3 years ago

Le syndrome de résection antérieure du rectum. Quels messages délivrer aux praticiens et aux patients en 2018 ?

T. Sarcher, B. Dupont, A. Alves, B. Menahem

Publication date: October 2018

Source: Journal de Chirurgie Viscérale, Volume 155, Issue 5

Author(s): T. Sarcher, B. Dupont, A. Alves, B. Menahem

Résumé

La prise en charge multidisciplinaire du cancer du rectum sous-péritonéal a permis de repousser les limites de la conservation sphinctérienne, sans péjorer le pronostic carcinologique. Les séquelles fonctionnelles digestives, dont l’ensemble des symptômes est regroupé sous le terme syndrome de résection antérieure du rectum (SRA), sont devenues une préoccupation de plus en plus fréquente des patients et des praticiens. De physiopathologie complexe, le SRA associe à des degrés divers une poly-exonération, une incontinence aux gaz et/ou aux selles, une impériosité, des troubles de la discrimination et de l’évacuation.

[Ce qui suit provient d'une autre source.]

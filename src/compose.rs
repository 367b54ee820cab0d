//! Weighted blending of two images.
use crate::error::{LaneError, Result};
use crate::image::{ImageU8, ImageView};
use rayon::prelude::*;

/// Per-sample `saturate(round(alpha·overlay + beta·base + gamma))`.
pub fn add_weighted(
    overlay: &ImageU8,
    alpha: f64,
    base: &ImageU8,
    beta: f64,
    gamma: f64,
) -> Result<ImageU8> {
    for (name, value) in [("alpha", alpha), ("beta", beta), ("gamma", gamma)] {
        if !value.is_finite() {
            return Err(LaneError::invalid(
                "blend",
                name,
                format!("weight must be finite, got {value}"),
            ));
        }
    }
    if !overlay.same_shape(base) {
        return Err(LaneError::invalid(
            "blend",
            "shape",
            format!(
                "overlay is {}x{}x{}, base is {}x{}x{}",
                overlay.w, overlay.h, overlay.channels, base.w, base.h, base.channels
            ),
        ));
    }

    let (a, b, g) = (alpha as f32, beta as f32, gamma as f32);
    let mut out = ImageU8::new(base.w, base.h, base.channels);
    let stride = base.stride().max(1);
    out.data
        .par_chunks_mut(stride)
        .zip(overlay.data.par_chunks(stride))
        .zip(base.data.par_chunks(stride))
        .for_each(|((dst, o), s)| {
            for ((d, &ov), &sv) in dst.iter_mut().zip(o).zip(s) {
                let v = a * ov as f32 + b * sv as f32 + g;
                *d = v.round().clamp(0.0, 255.0) as u8;
            }
        });
    Ok(out)
}

#[cfg(test)]
mod tests {
    use super::*;

    fn filled(w: usize, h: usize, v: u8) -> ImageU8 {
        let mut img = ImageU8::rgb(w, h);
        img.data.fill(v);
        img
    }

    #[test]
    fn unit_alpha_zero_beta_returns_overlay() {
        let mut overlay = filled(6, 4, 0);
        overlay.pixel_mut(2, 1).copy_from_slice(&[255, 0, 0]);
        let base = filled(6, 4, 77);
        let out = add_weighted(&overlay, 1.0, &base, 0.0, 0.0).unwrap();
        assert_eq!(out, overlay);
    }

    #[test]
    fn reference_blend_saturates() {
        let overlay = filled(2, 2, 255);
        let base = filled(2, 2, 100);
        let out = add_weighted(&overlay, 1.0, &base, 0.8, 0.0).unwrap();
        assert!(out.data.iter().all(|&v| v == 255));

        let black = filled(2, 2, 0);
        let out = add_weighted(&black, 1.0, &base, 0.8, 0.0).unwrap();
        assert!(out.data.iter().all(|&v| v == 80));
    }

    #[test]
    fn negative_result_clamps_to_zero() {
        let img = filled(3, 3, 10);
        let out = add_weighted(&img, 1.0, &img, 1.0, -50.0).unwrap();
        assert!(out.data.iter().all(|&v| v == 0));
    }

    #[test]
    fn shape_mismatch_and_bad_weights_are_rejected() {
        let a = filled(4, 4, 0);
        let b = filled(4, 5, 0);
        assert!(matches!(
            add_weighted(&a, 1.0, &b, 0.8, 0.0),
            Err(LaneError::InvalidParameter { parameter: "shape", .. })
        ));
        assert!(matches!(
            add_weighted(&a, f64::NAN, &a, 0.8, 0.0),
            Err(LaneError::InvalidParameter { parameter: "alpha", .. })
        ));
    }
}
#![doc = include_str!("../README.md")]

// Pipeline stages, in execution order.
pub mod blur;
pub mod color;
pub mod compose;
pub mod edges;
pub mod hough;
pub mod lanes;
pub mod roi;

// Orchestration, data model and support.
pub mod config;
pub mod detector;
pub mod diagnostics;
pub mod error;
pub mod image;
pub mod types;

// --- High-level re-exports -------------------------------------------------

pub use crate::detector::{LaneDetection, LaneDetector, LaneParams};
pub use crate::diagnostics::{DetectionReport, LaneReport, PipelineTrace};
pub use crate::error::{LaneError, Result};
pub use crate::lanes::{ClassifierKind, LaneClassifier, LaneEstimate};
pub use crate::types::{FittedLine, LaneLine, LaneSide, LineSegment, Point};

// --- Prelude ---------------------------------------------------------------

/// Small prelude for quick experiments.
///
/// ```no_run
/// use lane_finder::prelude::*;
///
/// # fn main() -> lane_finder::Result<()> {
/// let img = ImageU8::rgb(640, 480);
/// let det = LaneDetector::new(LaneParams::default())?;
/// let out = det.process(&img)?;
/// println!("segments={} total_ms={:.3}", out.segments.len(), out.timings.total_ms);
/// # Ok(())
/// # }
/// ```
pub mod prelude {
    pub use crate::image::ImageU8;
    pub use crate::{LaneDetector, LaneParams, LaneSide, Result};
}

// --- Stage-level API (for tools & advanced users) --------------------------

pub mod stages {
    pub use crate::blur::gaussian_blur;
    pub use crate::color::{gray_to_rgb, rgb_to_gray};
    pub use crate::compose::add_weighted;
    pub use crate::edges::detect_edges;
    pub use crate::hough::{detect_segments, HoughOptions};
    pub use crate::image::resize_color;
    pub use crate::lanes::{fit_lanes, fit_line, render_lanes};
    pub use crate::roi::{fill_convex_polygon, mask_region, RegionPolygon};
}
use super::HoughOptions;
use crate::error::Result;
use crate::image::ImageU8;
use crate::types::{LineSegment, Point};
use log::debug;
use rand::rngs::StdRng;
use rand::{Rng, SeedableRng};

/// Fixed-point fraction bits used when stepping along a line.
const SHIFT: u32 = 16;

struct Accumulator {
    num_rho: usize,
    num_angle: usize,
    /// Interleaved `cos θ / ρ`, `sin θ / ρ` per angle bin.
    trig: Vec<f32>,
    votes: Vec<i32>,
}

impl Accumulator {
    fn new(width: usize, height: usize, rho: f64, theta: f64) -> Self {
        let num_angle = ((std::f64::consts::PI / theta).round() as usize).max(1);
        let num_rho = ((((width + height) * 2 + 1) as f64 / rho).round() as usize).max(1);
        let irho = 1.0 / rho as f32;
        let mut trig = Vec::with_capacity(num_angle * 2);
        for n in 0..num_angle {
            let angle = n as f64 * theta;
            trig.push(angle.cos() as f32 * irho);
            trig.push(angle.sin() as f32 * irho);
        }
        Self {
            num_rho,
            num_angle,
            trig,
            votes: vec![0; num_angle * num_rho],
        }
    }

    #[inline]
    fn rho_bin(&self, n: usize, x: i32, y: i32) -> usize {
        let r = (x as f32 * self.trig[n * 2] + y as f32 * self.trig[n * 2 + 1]).round() as isize;
        (r + (self.num_rho as isize - 1) / 2).clamp(0, self.num_rho as isize - 1) as usize
    }

    /// Add one vote per angle, returning the strongest bin `(votes, angle)`.
    fn vote(&mut self, x: i32, y: i32) -> (i32, usize) {
        let mut best = (i32::MIN, 0usize);
        for n in 0..self.num_angle {
            let idx = n * self.num_rho + self.rho_bin(n, x, y);
            self.votes[idx] += 1;
            if self.votes[idx] > best.0 {
                best = (self.votes[idx], n);
            }
        }
        best
    }

    fn retract(&mut self, x: i32, y: i32) {
        for n in 0..self.num_angle {
            let idx = n * self.num_rho + self.rho_bin(n, x, y);
            self.votes[idx] -= 1;
        }
    }
}

/// Fixed-point walker along the line through a seed pixel.
///
/// Coordinates are `i64` so long walks cannot overflow the `SHIFT`-scaled
/// minor axis.
#[derive(Clone, Copy)]
struct LineWalk {
    x0: i64,
    y0: i64,
    dx0: i64,
    dy0: i64,
    /// Step one pixel along x (true) or along y (false).
    x_major: bool,
}

impl LineWalk {
    fn new(seed: Point, a: f32, b: f32) -> Self {
        let (sx, sy) = (seed.x as i64, seed.y as i64);
        let scale = (1i64 << SHIFT) as f32;
        if a.abs() > b.abs() {
            Self {
                x0: sx,
                y0: (sy << SHIFT) + (1i64 << (SHIFT - 1)),
                dx0: if a > 0.0 { 1 } else { -1 },
                dy0: (b * scale / a.abs()).round() as i64,
                x_major: true,
            }
        } else {
            Self {
                x0: (sx << SHIFT) + (1i64 << (SHIFT - 1)),
                y0: sy,
                dx0: (a * scale / b.abs()).round() as i64,
                dy0: if b > 0.0 { 1 } else { -1 },
                x_major: false,
            }
        }
    }

    /// Pixel positions visited in direction `k` (0 forward, 1 backward).
    fn pixels(self, k: usize) -> impl Iterator<Item = Point> {
        let sign = if k == 0 { 1 } else { -1 };
        let (dx, dy) = (self.dx0 * sign, self.dy0 * sign);
        let x_major = self.x_major;
        (0i64..).map(move |step| {
            let x = self.x0 + step * dx;
            let y = self.y0 + step * dy;
            let (px, py) = if x_major {
                (x, y >> SHIFT)
            } else {
                (x >> SHIFT, y)
            };
            Point::new(
                px.clamp(i32::MIN as i64, i32::MAX as i64) as i32,
                py.clamp(i32::MIN as i64, i32::MAX as i64) as i32,
            )
        })
    }
}

/// Extract line segments from a binary (non-zero = edge) single-channel image.
pub fn detect_segments(edges: &ImageU8, options: &HoughOptions) -> Result<Vec<LineSegment>> {
    options.validate()?;
    edges.expect_channels("hough", 1)?;

    let (width, height) = (edges.w, edges.h);
    let (w, h) = (width as i32, height as i32);
    let line_length = options.min_line_length.round() as i32;
    let line_gap = options.max_line_gap.round() as i32;
    let threshold = options.threshold as i32;
    let max_lines = options.max_lines.unwrap_or(usize::MAX);

    let mut acc = Accumulator::new(width, height, options.rho, options.theta);
    let mut mask: Vec<bool> = edges.data.iter().map(|&v| v != 0).collect();
    let mut voted = vec![false; mask.len()];
    let mut pending: Vec<Point> = mask
        .iter()
        .enumerate()
        .filter(|&(_, &on)| on)
        .map(|(i, _)| Point::new((i % width) as i32, (i / width) as i32))
        .collect();
    let edge_pixels = pending.len();
    let in_bounds = |p: Point| p.x >= 0 && p.x < w && p.y >= 0 && p.y < h;
    let at = |p: Point| p.y as usize * width + p.x as usize;

    let mut rng = StdRng::seed_from_u64(options.seed);
    let mut segments = Vec::new();

    while !pending.is_empty() {
        let pick = rng.gen_range(0..pending.len());
        let point = pending.swap_remove(pick);

        // Already consumed by an earlier segment.
        if !mask[at(point)] {
            continue;
        }

        let (max_votes, max_n) = acc.vote(point.x, point.y);
        voted[at(point)] = true;
        if max_votes < threshold {
            continue;
        }

        let a = -acc.trig[max_n * 2 + 1];
        let b = acc.trig[max_n * 2];
        let walk = LineWalk::new(point, a, b);

        let mut line_end = [point; 2];
        for (k, end) in line_end.iter_mut().enumerate() {
            let mut gap = 0;
            for p in walk.pixels(k) {
                if !in_bounds(p) {
                    break;
                }
                if mask[at(p)] {
                    gap = 0;
                    *end = p;
                } else {
                    gap += 1;
                    if gap > line_gap {
                        break;
                    }
                }
            }
        }

        let good_line = (line_end[1].x - line_end[0].x).abs() >= line_length
            || (line_end[1].y - line_end[0].y).abs() >= line_length;

        // Clear the walked pixels; accepted lines also withdraw the votes their
        // pixels already cast.
        for (k, end) in line_end.iter().enumerate() {
            for p in walk.pixels(k) {
                if !in_bounds(p) {
                    break;
                }
                let idx = at(p);
                if mask[idx] {
                    if good_line && voted[idx] {
                        acc.retract(p.x, p.y);
                    }
                    mask[idx] = false;
                }
                if p == *end {
                    break;
                }
            }
        }

        if good_line {
            segments.push(LineSegment::new(
                line_end[0].x,
                line_end[0].y,
                line_end[1].x,
                line_end[1].y,
            ));
            if segments.len() >= max_lines {
                break;
            }
        }
    }

    debug!(
        "detect_segments w={} h={} edge_px={} bins={}x{} segments={}",
        width,
        height,
        edge_pixels,
        acc.num_rho,
        acc.num_angle,
        segments.len()
    );
    Ok(segments)
}
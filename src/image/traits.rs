/// Read-only row access shared by the 8-bit and float buffers.
///
/// `row(y)` yields `width() * channels()` interleaved samples.
pub trait ImageView {
    type Pixel: Copy;

    fn width(&self) -> usize;
    fn height(&self) -> usize;

    fn channels(&self) -> usize {
        1
    }

    fn row(&self, y: usize) -> &[Self::Pixel];

    fn rows(&self) -> Rows<'_, Self>
    where
        Self: Sized,
    {
        Rows { image: self, y: 0 }
    }

    fn as_slice(&self) -> Option<&[Self::Pixel]> {
        None
    }

    /// Same width, height and channel count.
    fn same_shape<O: ImageView>(&self, other: &O) -> bool
    where
        Self: Sized,
    {
        self.width() == other.width()
            && self.height() == other.height()
            && self.channels() == other.channels()
    }
}

pub trait ImageViewMut: ImageView {
    fn row_mut(&mut self, y: usize) -> &mut [Self::Pixel];

    fn as_mut_slice(&mut self) -> Option<&mut [Self::Pixel]> {
        None
    }
}

pub struct Rows<'a, I: ?Sized + ImageView> {
    image: &'a I,
    y: usize,
}

impl<'a, I: ImageView> Iterator for Rows<'a, I> {
    type Item = &'a [I::Pixel];

    fn next(&mut self) -> Option<Self::Item> {
        if self.y >= self.image.height() {
            return None;
        }
        let y = self.y;
        self.y += 1;
        Some(self.image.row(y))
    }
}
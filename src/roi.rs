//! Region-of-interest masking with a convex polygon.
//!
//! The polygon is stored in fractional image coordinates and scaled to the
//! target resolution on use. Rasterization tests each pixel centre against
//! the homogeneous line of every edge; a pixel belongs to the region when it
//! lies on the same side of (or on) all edges, which holds for convex
//! polygons in either winding order.
use crate::error::{LaneError, Result};
use crate::image::{u8::MAX_VALUE, ImageU8, ImageView};
use crate::types::Point;
use nalgebra::Vector3;
use rayon::prelude::*;
use serde::{Deserialize, Serialize};

/// Convex polygon with vertices as `[x / width, y / height]` fractions.
#[derive(Clone, Debug, PartialEq, Serialize, Deserialize)]
#[serde(transparent)]
pub struct RegionPolygon {
    pub vertices: Vec<[f64; 2]>,
}

impl Default for RegionPolygon {
    fn default() -> Self {
        Self::lane_trapezoid()
    }
}

impl RegionPolygon {
    pub fn new(vertices: Vec<[f64; 2]>) -> Self {
        Self { vertices }
    }

    /// Trapezoid from the bottom corners up to a narrow band at 60% height.
    pub fn lane_trapezoid() -> Self {
        Self::new(vec![[0.00, 1.00], [0.46, 0.60], [0.54, 0.60], [1.00, 1.00]])
    }

    pub fn validate(&self) -> Result<()> {
        if self.vertices.len() < 3 {
            return Err(LaneError::invalid(
                "roi",
                "region",
                format!(
                    "polygon needs at least 3 vertices, got {}",
                    self.vertices.len()
                ),
            ));
        }
        if let Some(v) = self
            .vertices
            .iter()
            .find(|v| !v[0].is_finite() || !v[1].is_finite())
        {
            return Err(LaneError::invalid(
                "roi",
                "region",
                format!("vertex {v:?} is not finite"),
            ));
        }
        Ok(())
    }

    /// Scale to pixel vertices for a `width × height` image (truncating).
    pub fn to_pixels(&self, width: usize, height: usize) -> Vec<Point> {
        self.vertices
            .iter()
            .map(|v| Point::new((v[0] * width as f64) as i32, (v[1] * height as f64) as i32))
            .collect()
    }
}

/// Rasterize the filled polygon into a `0 / 255` single-channel mask.
pub fn fill_convex_polygon(width: usize, height: usize, vertices: &[Point]) -> Result<ImageU8> {
    if vertices.len() < 3 {
        return Err(LaneError::invalid(
            "roi",
            "region",
            format!("polygon needs at least 3 vertices, got {}", vertices.len()),
        ));
    }
    let edges: Vec<Vector3<f64>> = vertices
        .iter()
        .zip(vertices.iter().cycle().skip(1))
        .map(|(a, b)| homogeneous(a).cross(&homogeneous(b)))
        .collect();

    let mut mask = ImageU8::gray(width, height);
    if width == 0 {
        return Ok(mask);
    }
    mask.data
        .par_chunks_mut(width)
        .enumerate()
        .for_each(|(y, row)| {
            for (x, px) in row.iter_mut().enumerate() {
                let p = Vector3::new(x as f64, y as f64, 1.0);
                let mut pos = true;
                let mut neg = true;
                for line in &edges {
                    let side = line.dot(&p);
                    pos &= side >= 0.0;
                    neg &= side <= 0.0;
                }
                if pos || neg {
                    *px = MAX_VALUE;
                }
            }
        });
    Ok(mask)
}

/// Zero every pixel of `src` outside `region`; pixels inside are unchanged.
pub fn mask_region(src: &ImageU8, region: &RegionPolygon) -> Result<ImageU8> {
    region.validate()?;
    src.expect_channels("roi", 1)?;
    let vertices = region.to_pixels(src.w, src.h);
    let mask = fill_convex_polygon(src.w, src.h, &vertices)?;
    apply_mask(src, &mask)
}

/// Bitwise AND of a 1-channel image with an already rasterized mask.
pub fn apply_mask(src: &ImageU8, mask: &ImageU8) -> Result<ImageU8> {
    src.expect_channels("roi", 1)?;
    if !src.same_shape(mask) {
        return Err(LaneError::invalid(
            "roi",
            "mask",
            format!(
                "mask is {}x{}x{}, image is {}x{}x{}",
                mask.w, mask.h, mask.channels, src.w, src.h, src.channels
            ),
        ));
    }
    let mut out = mask.clone();
    out.data
        .par_iter_mut()
        .zip(src.data.par_iter())
        .for_each(|(m, &s)| *m &= s);
    Ok(out)
}

fn homogeneous(p: &Point) -> Vector3<f64> {
    Vector3::new(p.x as f64, p.y as f64, 1.0)
}
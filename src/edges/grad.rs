//! Sobel image gradients with a configurable aperture.
//!
//! - Builds separable Sobel kernels for apertures 3, 5 and 7 (binomial
//!   smoothing along one axis, a binomial-smoothed central difference along
//!   the other).
//! - Border samples replicate the nearest edge pixel.
//! - Outputs per-pixel `gx`, `gy` and the magnitude under the chosen norm.
//!
//! Complexity: O(W·H·k) per pass; memory: three float buffers plus one
//! temporary per axis.
use crate::error::{LaneError, Result};
use crate::image::{ImageF32, ImageView, ImageViewMut};
use rayon::prelude::*;
use serde::{Deserialize, Serialize};

/// Per-pixel gradient buffers.
#[derive(Clone, Debug)]
pub struct Grad {
    /// Horizontal derivative
    pub gx: ImageF32,
    /// Vertical derivative
    pub gy: ImageF32,
    /// Magnitude under [`GradientNorm`]
    pub mag: ImageF32,
}

/// How the gradient magnitude is computed from `gx` and `gy`.
#[derive(Clone, Copy, Debug, Default, PartialEq, Eq, Serialize, Deserialize)]
#[serde(rename_all = "snake_case")]
pub enum GradientNorm {
    /// `|gx| + |gy|`
    #[default]
    L1,
    /// `sqrt(gx² + gy²)`
    L2,
}

impl GradientNorm {
    #[inline]
    pub fn magnitude(self, gx: f32, gy: f32) -> f32 {
        match self {
            GradientNorm::L1 => gx.abs() + gy.abs(),
            GradientNorm::L2 => (gx * gx + gy * gy).sqrt(),
        }
    }
}

/// Separable Sobel kernel pair `(derivative, smoothing)` for `aperture`.
pub fn sobel_kernels(aperture: usize) -> Result<(Vec<f32>, Vec<f32>)> {
    if !(3..=7).contains(&aperture) || aperture % 2 == 0 {
        return Err(LaneError::invalid(
            "edges",
            "aperture",
            format!("aperture must be 3, 5 or 7, got {aperture}"),
        ));
    }
    let smooth = binomial(aperture - 1);
    let base = binomial(aperture - 3);
    let mut deriv = vec![0.0f32; aperture];
    // Convolve the order-(k-3) binomial with the central difference [-1, 0, 1].
    for (i, &b) in base.iter().enumerate() {
        deriv[i] -= b;
        deriv[i + 2] += b;
    }
    Ok((deriv, smooth))
}

fn binomial(order: usize) -> Vec<f32> {
    let mut row = vec![1.0f32];
    for _ in 0..order {
        let mut next = vec![1.0f32; row.len() + 1];
        for i in 1..row.len() {
            next[i] = row[i - 1] + row[i];
        }
        row = next;
    }
    row
}

/// Compute Sobel gradients of a single-channel float image.
pub fn sobel_gradients(l: &ImageF32, aperture: usize, norm: GradientNorm) -> Result<Grad> {
    let (deriv, smooth) = sobel_kernels(aperture)?;
    let gx = convolve_separable(l, &deriv, &smooth);
    let gy = convolve_separable(l, &smooth, &deriv);

    let mut mag = ImageF32::new(l.w, l.h);
    mag.data
        .par_iter_mut()
        .zip(gx.data.par_iter().zip(gy.data.par_iter()))
        .for_each(|(m, (&dx, &dy))| *m = norm.magnitude(dx, dy));

    Ok(Grad { gx, gy, mag })
}

/// Apply `kx` along rows then `ky` along columns with replicated borders.
fn convolve_separable(l: &ImageF32, kx: &[f32], ky: &[f32]) -> ImageF32 {
    let (w, h) = (l.w, l.h);
    let mut tmp = ImageF32::new(w, h);
    if w == 0 || h == 0 {
        return tmp;
    }
    let rx = (kx.len() / 2) as isize;
    let ry = (ky.len() / 2) as isize;
    let max_x = w as isize - 1;
    let max_y = h as isize - 1;

    tmp.data.par_chunks_mut(w).enumerate().for_each(|(y, dst)| {
        let row = l.row(y);
        for (x, out) in dst.iter_mut().enumerate() {
            let mut acc = 0.0f32;
            for (k, &tap) in kx.iter().enumerate() {
                let sx = (x as isize + k as isize - rx).clamp(0, max_x) as usize;
                acc += tap * row[sx];
            }
            *out = acc;
        }
    });

    let mut out = ImageF32::new(w, h);
    for y in 0..h {
        let dst = out.row_mut(y);
        for (k, &tap) in ky.iter().enumerate() {
            if tap == 0.0 {
                continue;
            }
            let sy = (y as isize + k as isize - ry).clamp(0, max_y) as usize;
            for (d, &s) in dst.iter_mut().zip(tmp.row(sy)) {
                *d += tap * s;
            }
        }
    }
    out
}

#[cfg(test)]
mod tests {
    use super::*;

    #[test]
    fn sobel_kernels_match_reference_taps() {
        let (d3, s3) = sobel_kernels(3).unwrap();
        assert_eq!(d3, vec![-1.0, 0.0, 1.0]);
        assert_eq!(s3, vec![1.0, 2.0, 1.0]);
        let (d5, s5) = sobel_kernels(5).unwrap();
        assert_eq!(d5, vec![-1.0, -2.0, 0.0, 2.0, 1.0]);
        assert_eq!(s5, vec![1.0, 4.0, 6.0, 4.0, 1.0]);
        let (d7, _) = sobel_kernels(7).unwrap();
        assert_eq!(d7, vec![-1.0, -4.0, -5.0, 0.0, 5.0, 4.0, 1.0]);
    }

    #[test]
    fn invalid_apertures_are_rejected() {
        for aperture in [0, 1, 2, 4, 9] {
            assert!(sobel_kernels(aperture).is_err(), "aperture {aperture}");
        }
    }

    #[test]
    fn vertical_step_has_horizontal_gradient() {
        let mut img = ImageF32::new(8, 8);
        for y in 0..8 {
            for x in 4..8 {
                img.set(x, y, 100.0);
            }
        }
        let grad = sobel_gradients(&img, 3, GradientNorm::L1).unwrap();
        assert_eq!(grad.gx.get(4, 4), 400.0);
        assert_eq!(grad.gy.get(4, 4), 0.0);
        assert_eq!(grad.mag.get(4, 4), 400.0);
        assert_eq!(grad.mag.get(1, 4), 0.0);
    }
}
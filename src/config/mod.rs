//! JSON configuration of the `lane_lines` tool.
pub mod lane_lines;

pub use lane_lines::{load_config, LaneOutputConfig, LaneToolConfig};
//! Example of a builder session talking to a simulated PDF viewer
//!
//! The viewer runs as its own task: it answers every `addElement` with an
//! `iframe-elementUpdate` placing the component on page 1, the same way the
//! embedded viewer reports positions back to the builder.

use pdf_builder::bridge::message::ADD_ELEMENT;
use pdf_builder::bridge::ElementUpdate;
use pdf_builder::{
    bridge_pair, BridgeMessage, BuilderEvent, BuilderOptions, BuilderSession, ComponentNode,
    DropEvent, FormSchema, PdfSettings, PdfViewer, Rect, Result, ViewerContainer,
};

#[tokio::main]
async fn main() -> Result<()> {
    let (builder_end, mut viewer_end) = bridge_pair();

    let viewer = tokio::spawn(async move {
        while let Some(envelope) = viewer_end.recv().await {
            println!("viewer <- {}", envelope.name);
            if envelope.name != ADD_ELEMENT {
                continue;
            }
            let Ok(node) = serde_json::from_value::<ComponentNode>(envelope.data) else {
                continue;
            };
            let Some(overlay) = node.overlay else {
                continue;
            };
            let update = BridgeMessage::ElementUpdate(ElementUpdate {
                id: node.id,
                page: Some(1),
                left: overlay.left,
                top: overlay.top,
                width: overlay.width,
                height: overlay.height,
            });
            if let Ok(reply) = update.to_envelope() {
                viewer_end.post_envelope(reply);
            }
        }
    });

    let mut session =
        BuilderSession::with_viewer(BuilderOptions::new(), PdfViewer::new(builder_end));
    let mut events = session.subscribe();

    let mut form = FormSchema::pdf();
    form.settings.pdf = Some(PdfSettings {
        id: "w9".to_string(),
        src: "/api/pdf/w9".to_string(),
    });
    session.set_form(form)?;
    session.attach();
    session.on_viewer_attach(ViewerContainer::new(1).with_rect(Rect::from_size(612.0, 792.0)));

    for (field_type, x, y) in [("textfield", 72.0, 120.0), ("signature", 72.0, 640.0)] {
        session.on_drag_start(field_type);
        session.on_dropzone_drop(DropEvent::on_dropzone(x, y));
        session.on_drag_end(Some(field_type))?;
    }

    // Wait for both position reports
    let mut positioned = 0;
    while positioned < 2 {
        match session.recv().await {
            Some(true) => positioned += 1,
            Some(false) => {}
            None => break,
        }
    }

    while let Ok(event) = events.try_recv() {
        match &event {
            BuilderEvent::AddComponent(node) | BuilderEvent::UpdateComponent(node) => {
                println!("{:<16} {:<12} {:?}", event.name(), node.key, node.overlay);
            }
            BuilderEvent::Change(form) => {
                println!("{:<16} {} components", event.name(), form.component_count());
            }
        }
    }

    println!("{}", serde_json::to_string_pretty(session.form())?);

    session.destroy();
    viewer.abort();
    Ok(())
}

Le « LARS » score, validé en 2012, est actuellement utilisé pour évaluer précisément la sévérité du SRA et son impact sur la qualité de vie. Si ce SRA s’améliore au cours des deux premières années, il persiste au-delà, chez près de 60 % des patients et dans sa forme sévère chez un patient sur deux. Les facteurs de risque indépendants de SRA sévère les plus fréquemment rapportés incluent la radiothérapie néo-adjuvante, l’étendue de la résection (exérèse totale du mésorectum, y compris la résection inter-sphinctérienne), l’absence de réservoir colique et la survenue d’une fistule anastomotique. En l’absence de complications chirurgicales et/ou de récidive locale, les praticiens disposent d’un arsenal thérapeutique permettant d’améliorer le résultat fonctionnel des patients, incluant des mesures hygiéno-diététiques, des régulateurs du transit, la réhabilitation multimodale (biofeedback, électrostimulation) et enfin la neuro-modulation sacrée. Bien que solution ultime, la stomie définitive est à proposer en cas d’échec. Une meilleure connaissance de l’histoire naturelle du SRA, de ces facteurs de risque ainsi que de ses alternatives thérapeutiques permettra à l’avenir une meilleure information et prise en charge de nos patients.

Summary

Multidisciplinary management of infra-peritoneal rectal cancer has pushed back the frontiers of sphincter preservation, without impairment of carcinological outcome. However, functional intestinal sequelae, grouping together several symptoms known under the name of anterior resection syndrome (ARS), have emerged and become an increasingly frequent concern for both patients and physicians. The pathophysiology is complex: ARS is a combination in various degrees of stool frequency, incontinence for flatus and/or stools, urgency, and disorders in discrimination and evacuation. The “Low Anterior Resection Score” (LARS), validated in 2012, is currently used to evaluate the severity of ARS and its impact on quality of life. While ARS can show improvement over the first two years, symptoms persist for longer than two years in nearly 60% of patients and in half of these patients, ARS is considered severe. The most frequently reported independent risk factors of severe ARS include neo-adjuvant radiation therapy, the extent of resection (total mesorectal excision that includes inter-sphincteric resection), absence of colonic pouch and anastomotic leak. In the absence of surgical complications and/or local recurrence, physicians can draw from a wide therapeutic armamentarium in order to improve the functional outcome of patients, including diet and life-style modifications, gut motility regulators, multimodal rehabilitation (biofeedback, electro-stimulation) and sacral nerve modulation. Permanent colostomy is an alternative of last resort, proposed only when all other solutions fail. A better understanding of the natural history of ARS, its risk factors as well as the array of therapeutic alternatives should provide better patient information and optimize management.